Moreover, as pointed out by Hulscher, with funding from the Gates Foundation, Entos Pharmaceuticals is conducting clinical trials using PLVs with plasmid DNA, raising concerns about genome integration and long-term health risks. On top of that, the PLV platform circumvents natural immune defenses, leading to likely cytotoxic T-cell destruction, micro hemorrhaging, micro clotting, and severe immune reactions. These outcomes are not safe and effective. Without question, the gene-damaging mRNA platform using PLV instead of LNPs remains just as dangerous and deadly and is not worthy of being introduced as safe and effective. Dr. Stillwagon pleads that the proper warnings are not being shared. But why would they be? Big Pharma currently owns the legacy media, and it funds and promotes the research of its own products. We hope that soon changes, because the truth is, there will always be catastrophic outcomes with mRNA technology. We should all be concerned and thankful to Dr. Stillwagon for his steadfast sharing of the truth about this dangerous mRNA technology. The HighWire reached out to Dr. Stillwagon regarding this latest scheme, and he shared the following critical message:
“What I want people to know is that delivering the message to have our cells make proteins is dangerous, regardless of the delivery mechanism. Cytotoxic t-cells are constantly monitoring the proteins being made by cells, and when they detect something foreign being made, they will either directly kill the cell or send an apoptotic signal to have the cell kill itself.

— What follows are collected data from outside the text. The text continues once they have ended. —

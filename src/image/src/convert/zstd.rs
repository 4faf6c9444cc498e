//! Plain zstd recompression.


use async_trait::async_trait;
use cask_core::error::Result;

use super::{commit_layer, convertible, rewrite_layer, LayerConvertFunc, Rewrite};
use crate::compression;
use crate::context::OpContext;
use crate::descriptor::Descriptor;
use crate::digest::DigestingReader;
use crate::media::{self, Compression};
use crate::store::ContentStore;

/// Recompresses layers with zstd. Layers that already are zstd are kept.
pub struct ZstdConverter {
    level: Option<i32>,
}

impl ZstdConverter {
    /// `level` is the zstd level; `None` uses the encoder default.
    pub fn new(level: Option<i32>) -> Self {
        Self { level }
    }
}

#[async_trait]
impl LayerConvertFunc for ZstdConverter {
    async fn convert(
        &self,
        cs: &dyn ContentStore,
        ctx: &OpContext,
        desc: &Descriptor,
    ) -> Result<Option<Descriptor>> {
        if !convertible(desc) || media::compression(&desc.media_type) == Compression::Zstd {
            return Ok(None);
        }
        let level = self.level;
        let layer = rewrite_layer(cs, ctx, desc, move |reader, out| {
            let mut reader = DigestingReader::new(reader);
            compression::compress(Compression::Zstd, level, &mut reader, out)?;
            let (diff_id, _) = reader.finish()?;
            Ok(Rewrite::plain(diff_id))
        })
        .await?;
        let media_type = media::with_compression(&desc.media_type, Compression::Zstd);
        commit_layer(cs, ctx, desc, media_type, layer).await.map(Some)
    }
}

This works best at the epithelial barrier where infections normally happen. The cells that are starting to make viral proteins are taken out, and the cells get replaced with new ones quickly. This is what protects us from infections. But when you inject the message and deliver it to cells all through the body, you risk having Cytotoxic t-cells damage organ tissues, nerve tissues, and endothelial tissues that do not repair quickly. This is why we will always have vascular and neurological side effects with this technology.”